Improved immune system response – I have yet to see a great side by side study of people who receive chiropractic care next to a control group who doesn’t, to see who gets a cold and how long they last.  However there are articles and case studies out there.  Even if chiropractic does benefit the immune system, we don’t know the mechanism of how.

Decreased colic in babies – I’ve seen an association, and I’ve read studies that show that there is an effect.  I don’t know the mechanism, and I’ve not seen anything more than theories.

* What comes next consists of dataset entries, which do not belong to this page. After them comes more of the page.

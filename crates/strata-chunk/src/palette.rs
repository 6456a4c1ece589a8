use strata_blocks::{BlockId, AIR};

use crate::coord::{linear_index, ChunkCoord, CHUNK_VOLUME};
use crate::face::ALL_FACE_PAIRS;

/// Sentinel for a connectivity mask that no longer reflects the block
/// contents. Valid masks use only the low 15 bits.
pub const CONNECTIVITY_DIRTY: u16 = !0;

/// A fixed-size cube of blocks stored behind a per-chunk palette.
///
/// The palette is the ordered set of block types present; the dense index
/// array exists only while more than one type is present. An empty palette
/// means the chunk has been created but not yet filled.
#[derive(Clone, Debug)]
pub struct PaletteChunk {
    pub coord: ChunkCoord,
    palette: Vec<BlockId>,
    blocks: Option<Vec<u8>>,
    pub connected_faces: u16,
    pub is_pending_update: bool,
    pub is_in_view_distance: bool,
    /// Bumped on every content change; stale worker results compare against it.
    pub rev: u64,
}

impl PaletteChunk {
    pub fn unloaded(coord: ChunkCoord) -> Self {
        Self {
            coord,
            palette: Vec::new(),
            blocks: None,
            connected_faces: CONNECTIVITY_DIRTY,
            is_pending_update: false,
            is_in_view_distance: false,
            rev: 0,
        }
    }

    #[inline]
    pub fn is_loaded(&self) -> bool {
        !self.palette.is_empty()
    }

    #[inline]
    pub fn palette(&self) -> &[BlockId] {
        &self.palette
    }

    #[inline]
    pub fn blocks(&self) -> Option<&[u8]> {
        self.blocks.as_deref()
    }

    /// The single block type when the chunk is uniform.
    #[inline]
    pub fn uniform_block(&self) -> Option<BlockId> {
        if self.palette.len() == 1 {
            Some(self.palette[0])
        } else {
            None
        }
    }

    /// Block type at a local coordinate. Unloaded chunks read as air.
    #[inline]
    pub fn get_block(&self, x: usize, y: usize, z: usize) -> BlockId {
        match self.palette.len() {
            0 => AIR,
            1 => self.palette[0],
            _ => {
                let blocks = self.blocks.as_ref().expect("multi-palette chunk is dense");
                self.palette[blocks[linear_index(x, y, z)] as usize]
            }
        }
    }

    /// Block type at a linear address.
    #[inline]
    pub fn get_block_linear(&self, i: usize) -> BlockId {
        match self.palette.len() {
            0 => AIR,
            1 => self.palette[0],
            _ => {
                let blocks = self.blocks.as_ref().expect("multi-palette chunk is dense");
                self.palette[blocks[i] as usize]
            }
        }
    }

    /// Replaces the whole chunk with a single block type, freeing dense storage.
    pub fn set_single_palette(&mut self, t: BlockId) {
        self.palette.clear();
        self.palette.push(t);
        self.blocks = None;
        // A uniform air chunk is fully open; anything else needs a recompute.
        self.connected_faces = if t == AIR {
            ALL_FACE_PAIRS
        } else {
            CONNECTIVITY_DIRTY
        };
    }

    /// Allocates the dense index array ahead of introducing a second palette
    /// entry. All cells point at the existing single entry (index 0).
    pub fn ensure_dense(&mut self) {
        debug_assert!(self.is_loaded());
        if self.blocks.is_none() {
            self.blocks = Some(vec![0u8; CHUNK_VOLUME]);
        }
    }

    /// Index of `t` in the palette, appending it if absent.
    /// Returns `None` when the palette is full and `t` is not present.
    pub fn add_to_palette(&mut self, t: BlockId) -> Option<u8> {
        if let Some(i) = self.palette.iter().position(|&p| p == t) {
            return Some(i as u8);
        }
        if self.palette.len() >= 256 {
            return None;
        }
        self.palette.push(t);
        Some((self.palette.len() - 1) as u8)
    }

    /// Writes a palette index into the dense array. The chunk must be dense.
    #[inline]
    pub fn set_block_index(&mut self, x: usize, y: usize, z: usize, idx: u8) {
        debug_assert!((idx as usize) < self.palette.len());
        let blocks = self.blocks.as_mut().expect("dense array not allocated");
        blocks[linear_index(x, y, z)] = idx;
    }

    /// Drops palette entries no dense cell references and renumbers the rest.
    /// Collapses to a single-entry palette when only one entry remains.
    pub fn compact(&mut self) {
        let Some(blocks) = self.blocks.as_mut() else {
            return;
        };
        let mut used = [false; 256];
        for &b in blocks.iter() {
            used[b as usize] = true;
        }
        let mut remap = [0u8; 256];
        let mut new_palette = Vec::with_capacity(self.palette.len());
        for (i, &t) in self.palette.iter().enumerate() {
            if used[i] {
                remap[i] = new_palette.len() as u8;
                new_palette.push(t);
            }
        }
        if new_palette.len() == self.palette.len() {
            return;
        }
        for b in blocks.iter_mut() {
            *b = remap[*b as usize];
        }
        self.palette = new_palette;
        if self.palette.len() == 1 {
            let t = self.palette[0];
            self.set_single_palette(t);
        }
    }

    /// Shrinks back to a uniform chunk when every dense cell agrees.
    pub fn collapse_if_uniform(&mut self) {
        let Some(blocks) = self.blocks.as_ref() else {
            return;
        };
        let first = blocks[0];
        if blocks.iter().all(|&b| b == first) {
            let t = self.palette[first as usize];
            self.set_single_palette(t);
        }
    }

    /// Installs filled contents: a uniform chunk when the palette has one
    /// entry, otherwise the palette plus a full dense index array.
    pub fn load_dense(&mut self, palette: Vec<BlockId>, bytes: Vec<u8>) {
        debug_assert!(!palette.is_empty());
        if palette.len() == 1 {
            self.set_single_palette(palette[0]);
            return;
        }
        debug_assert_eq!(bytes.len(), CHUNK_VOLUME);
        debug_assert!(bytes.iter().all(|&b| (b as usize) < palette.len()));
        self.palette = palette;
        self.blocks = Some(bytes);
        self.connected_faces = CONNECTIVITY_DIRTY;
    }

    /// Takes over the block contents of a freshly generated chunk, keeping
    /// this record's lifecycle flags and revision.
    pub fn adopt_contents(&mut self, other: PaletteChunk) {
        debug_assert_eq!(self.coord, other.coord);
        self.palette = other.palette;
        self.blocks = other.blocks;
        self.connected_faces = other.connected_faces;
    }

    /// Releases all storage and returns the chunk to the unloaded state.
    pub fn dispose(&mut self) {
        self.palette = Vec::new();
        self.blocks = None;
        self.connected_faces = CONNECTIVITY_DIRTY;
        self.is_pending_update = false;
        self.is_in_view_distance = false;
    }

    /// Connectivity for traversal: invalidated or unloaded chunks conduct fully.
    #[inline]
    pub fn connectivity_mask(&self) -> u16 {
        if self.connected_faces <= ALL_FACE_PAIRS {
            self.connected_faces
        } else {
            ALL_FACE_PAIRS
        }
    }

    #[inline]
    pub fn mark_connectivity_dirty(&mut self) {
        self.connected_faces = CONNECTIVITY_DIRTY;
    }

    /// Structural invariants; exercised by tests after every mutation path.
    pub fn invariants_ok(&self) -> bool {
        match self.palette.len() {
            0 => self.blocks.is_none(),
            1 => self.blocks.is_none(),
            n => match self.blocks.as_ref() {
                Some(blocks) => {
                    blocks.len() == CHUNK_VOLUME && blocks.iter().all(|&b| (b as usize) < n)
                }
                None => false,
            },
        }
    }
}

I have taken to recording my own observations and creating case studies of the effects of chiropractic that I have seen. Two new and relatively unstudied benefits that I have found are  an improvement in vocal performance, and a decrease in bed wetting with chiropractic manipulation.  A mechanism for these is not fully understood yet.

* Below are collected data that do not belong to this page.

//! Procedural chunk generation: CPU fill variants and the GPU kernel contract.
#![forbid(unsafe_code)]

pub mod fill;
pub mod gen;
pub mod gpu;

pub use fill::pack_scratch;
pub use gen::{GenCtx, GenError, GenParams, GenVariant, Generator, GeneratorConfig};
pub use gpu::{generate_gpu, KernelUniforms, TerrainKernel, MAX_CHUNKS_PER_DISPATCH};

Many other benefits have been observed, and still others suspected. Research is still going on and much more is needed.  I will add them and any new or additional documentation as I find them, and as my time permits.

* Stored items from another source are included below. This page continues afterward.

use std::collections::HashMap;
use std::error::Error;
use std::fs;
use std::path::Path;

use serde::Deserialize;

use super::types::{AtlasRect, BlockId, AIR, STONE};

#[derive(Clone, Debug)]
pub struct BlockDef {
    pub name: String,
    pub atlas: AtlasRect,
    pub solid: bool,
    pub opaque: bool,
}

/// Read-only catalog of block types, indexed by `BlockId`.
#[derive(Default, Clone, Debug)]
pub struct BlockRegistry {
    pub blocks: Vec<BlockDef>,
    pub by_name: HashMap<String, BlockId>,
}

impl BlockRegistry {
    pub fn new() -> Self {
        Self {
            blocks: Vec::new(),
            by_name: HashMap::new(),
        }
    }

    /// Registry carrying only the reserved `air` and `stone` entries.
    pub fn with_defaults() -> Self {
        let mut reg = Self::new();
        reg.register(BlockDef {
            name: "air".to_string(),
            atlas: AtlasRect::FULL,
            solid: false,
            opaque: false,
        });
        reg.register(BlockDef {
            name: "stone".to_string(),
            atlas: AtlasRect::FULL,
            solid: true,
            opaque: true,
        });
        debug_assert_eq!(reg.id_by_name("air"), Some(AIR));
        debug_assert_eq!(reg.id_by_name("stone"), Some(STONE));
        reg
    }

    /// Appends a definition; the new id is the previous block count.
    pub fn register(&mut self, def: BlockDef) -> BlockId {
        let id = self.blocks.len() as BlockId;
        self.by_name.insert(def.name.clone(), id);
        self.blocks.push(def);
        id
    }

    #[inline]
    pub fn get(&self, id: BlockId) -> Option<&BlockDef> {
        self.blocks.get(id as usize)
    }

    pub fn id_by_name(&self, name: &str) -> Option<BlockId> {
        self.by_name.get(name).copied()
    }

    /// Unknown ids behave like air.
    #[inline]
    pub fn is_solid(&self, id: BlockId) -> bool {
        self.blocks.get(id as usize).map_or(false, |d| d.solid)
    }

    /// Unknown ids behave like air.
    #[inline]
    pub fn is_opaque(&self, id: BlockId) -> bool {
        self.blocks.get(id as usize).map_or(false, |d| d.opaque)
    }

    #[inline]
    pub fn atlas_rect(&self, id: BlockId) -> AtlasRect {
        self.blocks
            .get(id as usize)
            .map_or(AtlasRect::FULL, |d| d.atlas)
    }

    pub fn from_toml_str(toml_str: &str) -> Result<Self, Box<dyn Error>> {
        let cfg: BlocksConfig = toml::from_str(toml_str)?;
        let mut reg = BlockRegistry::new();
        for entry in cfg.blocks {
            let solid = entry.solid.unwrap_or(true);
            reg.register(BlockDef {
                name: entry.name,
                atlas: entry.atlas.unwrap_or(AtlasRect::FULL),
                solid,
                opaque: entry.opaque.unwrap_or(solid),
            });
        }
        if reg.id_by_name("air") != Some(AIR) {
            return Err("block config must list \"air\" first (id 0)".into());
        }
        Ok(reg)
    }

    pub fn from_path(path: impl AsRef<Path>) -> Result<Self, Box<dyn Error>> {
        let s = fs::read_to_string(path)?;
        Self::from_toml_str(&s)
    }
}

// --- Config ---

#[derive(Deserialize)]
pub struct BlocksConfig {
    pub blocks: Vec<BlockEntry>,
}

#[derive(Deserialize)]
pub struct BlockEntry {
    pub name: String,
    #[serde(default)]
    pub atlas: Option<AtlasRect>,
    #[serde(default)]
    pub solid: Option<bool>,
    #[serde(default)]
    pub opaque: Option<bool>,
}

222 thoughts on “What Does a Chiropractic Adjustment Do?

  1. Dina

    I found out I have DDD about two months ago. I do chiropractic treatments twice a week. Every so often I feel the muscles on my lower back throbbing and tighten. I asked my chiropractor why it’s happening she didn’t seem to have an answer. I also have pain on my lower spine it especially hurts when I lay on hard surfaces or push on that area. Is that some how connected to my muscles throbbing

    Thank you in advance

    1. cmnacnud Post author

      I’m sorry Dina. There are too many possibilities to speculate over the internet. With an examination I may know more, but even then symptoms that happen every once in a while are hard to pin down to a particular problem. It could be anything that you’re doing. Laying on hard surfaces or pressing on an inflamed area could be related to the throbbing, but may not be. With more info I may be able to help such as a postural and functional analysis.

  2. Mel

    I’ve seen a chiropractor off and on for a few years. I know from xray that i have compensatory scoliosis, my right leg is 9mm longer than my left. I have to wear an orthotic in my left shoe for this. I have 3 curves in my spine. I don’t have a ton of pain, but most of it is in my lower left back. My chiro used to do the usual routine and then yank my arms very abruptly. I’d feel a sharp pain in that location i have most of my pain and then a lot of relief. Each time he did it, it hurt less and less. Curious what he was doing and why it worked.

    1. cmnacnud Post author

      Your description of his adjustments are very vague. I’m not sure what the usual routine is, and I’m also not sure how he would “yank” your arms. The best thing to do would be to contact him and ask him what he was doing. If he is unavailable please try to get as specific with your description as possible so that I might know what technique he was using. Without knowing that I will be unable to determine what was going on.

  3. Greg Forrester

    I just started going to the chiropractor a few weeks ago. Just for my lower back and neck. And to see if my swollen wrists could be fixed. Gave me electric pulses in both forearms. Forearms worse. After second time both knees are swollen. Sometimes very hard to stand and walk. I workout. BUT HAVEN’T SINCE BEFORE GOING TO THE CHIROPRACTOR. TOES HURT. ANKLE HURTS. BOTH KNEES ARE SWOLLEN. BEEN OVER A WEEK AND A HALF ALMOST TWO WEEKS. Did the chiropractor mess me up? Need help asap. Greg

    1. cmnacnud Post author

      With the limited information that you have given me it is impossible to tell if your chiropractor might be at fault. The only treatment that you mentioned the chiropractor doing was some “electric pulses” (I assume TENS) in your forearms. I don’t see how that would affect your standing, walking, knee swelling, toe or ankle pain. What did your chiropractor say when you asked him why this might be happening? Was there any other treatment done? Can you tell me more about the diagnosis and treatment methods? Were you given any home care to do, and did you do it? Ultimately I would suggest that you speak to your chiropractor about your concerns as he is the one who knows the case. If you would like, then get a second opinion exam through a different doctor. That would be my recommendation. I hope that helps.